■ **Your instructions**
Check every line below for the word "AdvisorEngine" and copy each one that has it.

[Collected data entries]
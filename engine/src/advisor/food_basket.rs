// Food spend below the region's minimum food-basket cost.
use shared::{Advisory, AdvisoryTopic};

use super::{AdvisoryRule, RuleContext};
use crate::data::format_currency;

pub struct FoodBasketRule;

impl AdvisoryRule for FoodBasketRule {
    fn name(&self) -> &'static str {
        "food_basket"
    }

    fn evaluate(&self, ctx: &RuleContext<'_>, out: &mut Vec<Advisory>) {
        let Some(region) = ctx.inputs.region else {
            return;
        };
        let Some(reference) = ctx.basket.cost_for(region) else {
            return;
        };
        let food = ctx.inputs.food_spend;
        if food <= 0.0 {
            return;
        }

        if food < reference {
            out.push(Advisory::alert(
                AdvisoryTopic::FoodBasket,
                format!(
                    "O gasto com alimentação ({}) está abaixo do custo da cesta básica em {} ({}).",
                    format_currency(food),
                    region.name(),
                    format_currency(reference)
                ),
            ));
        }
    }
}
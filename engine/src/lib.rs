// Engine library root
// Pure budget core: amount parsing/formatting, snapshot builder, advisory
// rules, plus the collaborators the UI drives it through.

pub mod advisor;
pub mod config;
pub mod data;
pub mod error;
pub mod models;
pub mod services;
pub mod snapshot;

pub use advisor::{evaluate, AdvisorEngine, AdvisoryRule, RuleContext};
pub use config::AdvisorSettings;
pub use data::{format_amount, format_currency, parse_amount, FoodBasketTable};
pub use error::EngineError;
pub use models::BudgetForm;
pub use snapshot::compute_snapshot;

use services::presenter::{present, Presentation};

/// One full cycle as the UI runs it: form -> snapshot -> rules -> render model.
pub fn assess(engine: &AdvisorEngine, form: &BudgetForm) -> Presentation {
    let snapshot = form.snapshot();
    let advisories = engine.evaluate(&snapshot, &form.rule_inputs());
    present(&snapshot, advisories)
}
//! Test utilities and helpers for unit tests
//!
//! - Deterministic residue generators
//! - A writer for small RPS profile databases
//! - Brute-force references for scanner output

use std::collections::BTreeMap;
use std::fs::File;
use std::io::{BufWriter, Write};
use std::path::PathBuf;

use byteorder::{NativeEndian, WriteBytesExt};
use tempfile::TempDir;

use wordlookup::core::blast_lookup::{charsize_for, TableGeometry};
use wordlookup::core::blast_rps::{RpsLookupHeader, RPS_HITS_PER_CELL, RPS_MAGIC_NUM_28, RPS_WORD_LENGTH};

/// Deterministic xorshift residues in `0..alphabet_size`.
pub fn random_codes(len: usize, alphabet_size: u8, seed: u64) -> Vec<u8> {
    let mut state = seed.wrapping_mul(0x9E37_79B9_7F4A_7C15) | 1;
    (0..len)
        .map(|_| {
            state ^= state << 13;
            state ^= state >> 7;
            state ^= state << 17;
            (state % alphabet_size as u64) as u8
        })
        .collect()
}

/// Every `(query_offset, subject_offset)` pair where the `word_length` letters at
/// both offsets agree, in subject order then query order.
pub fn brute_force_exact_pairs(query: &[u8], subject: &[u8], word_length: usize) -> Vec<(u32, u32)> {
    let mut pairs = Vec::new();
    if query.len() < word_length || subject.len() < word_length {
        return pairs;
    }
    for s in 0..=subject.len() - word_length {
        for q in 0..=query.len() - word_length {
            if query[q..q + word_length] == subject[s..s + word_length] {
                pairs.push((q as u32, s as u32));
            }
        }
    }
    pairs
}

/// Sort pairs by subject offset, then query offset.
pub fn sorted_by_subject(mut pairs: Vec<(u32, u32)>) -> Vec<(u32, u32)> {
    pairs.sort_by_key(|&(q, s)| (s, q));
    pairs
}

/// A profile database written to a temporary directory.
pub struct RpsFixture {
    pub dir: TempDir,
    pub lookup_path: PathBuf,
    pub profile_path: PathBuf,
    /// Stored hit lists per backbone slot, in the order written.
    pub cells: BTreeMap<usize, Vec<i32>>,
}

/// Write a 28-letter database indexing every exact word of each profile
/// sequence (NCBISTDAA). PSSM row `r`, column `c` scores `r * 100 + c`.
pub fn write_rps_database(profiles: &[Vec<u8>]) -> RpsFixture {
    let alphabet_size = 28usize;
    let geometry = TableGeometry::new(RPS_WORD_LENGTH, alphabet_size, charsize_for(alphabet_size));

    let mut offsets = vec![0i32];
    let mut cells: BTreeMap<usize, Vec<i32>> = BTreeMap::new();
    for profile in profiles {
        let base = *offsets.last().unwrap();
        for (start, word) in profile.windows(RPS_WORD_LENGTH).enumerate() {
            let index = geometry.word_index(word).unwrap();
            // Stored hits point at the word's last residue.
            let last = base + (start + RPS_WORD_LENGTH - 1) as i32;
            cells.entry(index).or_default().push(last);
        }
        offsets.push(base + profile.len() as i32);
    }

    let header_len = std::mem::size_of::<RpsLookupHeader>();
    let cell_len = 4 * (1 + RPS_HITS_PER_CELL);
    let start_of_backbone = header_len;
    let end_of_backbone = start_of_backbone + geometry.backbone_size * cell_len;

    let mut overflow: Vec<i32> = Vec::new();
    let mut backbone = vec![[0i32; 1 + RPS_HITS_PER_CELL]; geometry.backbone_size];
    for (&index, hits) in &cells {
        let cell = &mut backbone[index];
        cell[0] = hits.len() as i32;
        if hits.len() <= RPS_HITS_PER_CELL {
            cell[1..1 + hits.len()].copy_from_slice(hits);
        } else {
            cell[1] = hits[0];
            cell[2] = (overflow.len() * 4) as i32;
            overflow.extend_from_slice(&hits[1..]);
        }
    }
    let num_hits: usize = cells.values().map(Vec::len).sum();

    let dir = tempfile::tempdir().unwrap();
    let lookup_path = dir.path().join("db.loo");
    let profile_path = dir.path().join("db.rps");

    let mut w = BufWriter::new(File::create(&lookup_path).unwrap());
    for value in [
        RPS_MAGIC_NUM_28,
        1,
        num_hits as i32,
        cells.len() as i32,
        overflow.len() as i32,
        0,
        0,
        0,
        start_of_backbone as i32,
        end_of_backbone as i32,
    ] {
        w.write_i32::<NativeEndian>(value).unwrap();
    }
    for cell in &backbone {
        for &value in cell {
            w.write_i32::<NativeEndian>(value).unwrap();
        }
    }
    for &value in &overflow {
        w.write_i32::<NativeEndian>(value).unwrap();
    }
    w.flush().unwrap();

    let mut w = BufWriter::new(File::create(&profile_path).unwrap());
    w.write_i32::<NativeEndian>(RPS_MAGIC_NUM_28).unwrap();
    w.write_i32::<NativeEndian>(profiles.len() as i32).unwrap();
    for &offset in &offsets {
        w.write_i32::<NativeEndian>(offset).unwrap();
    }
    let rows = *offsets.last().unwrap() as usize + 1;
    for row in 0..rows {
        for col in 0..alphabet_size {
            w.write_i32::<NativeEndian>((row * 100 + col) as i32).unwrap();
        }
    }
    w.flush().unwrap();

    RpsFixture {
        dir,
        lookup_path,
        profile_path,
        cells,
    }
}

■ **Response to the task**
pub use advisor::{evaluate, AdvisorEngine, AdvisoryRule, RuleContext};
pub fn assess(engine: &AdvisorEngine, form: &BudgetForm) -> Presentation {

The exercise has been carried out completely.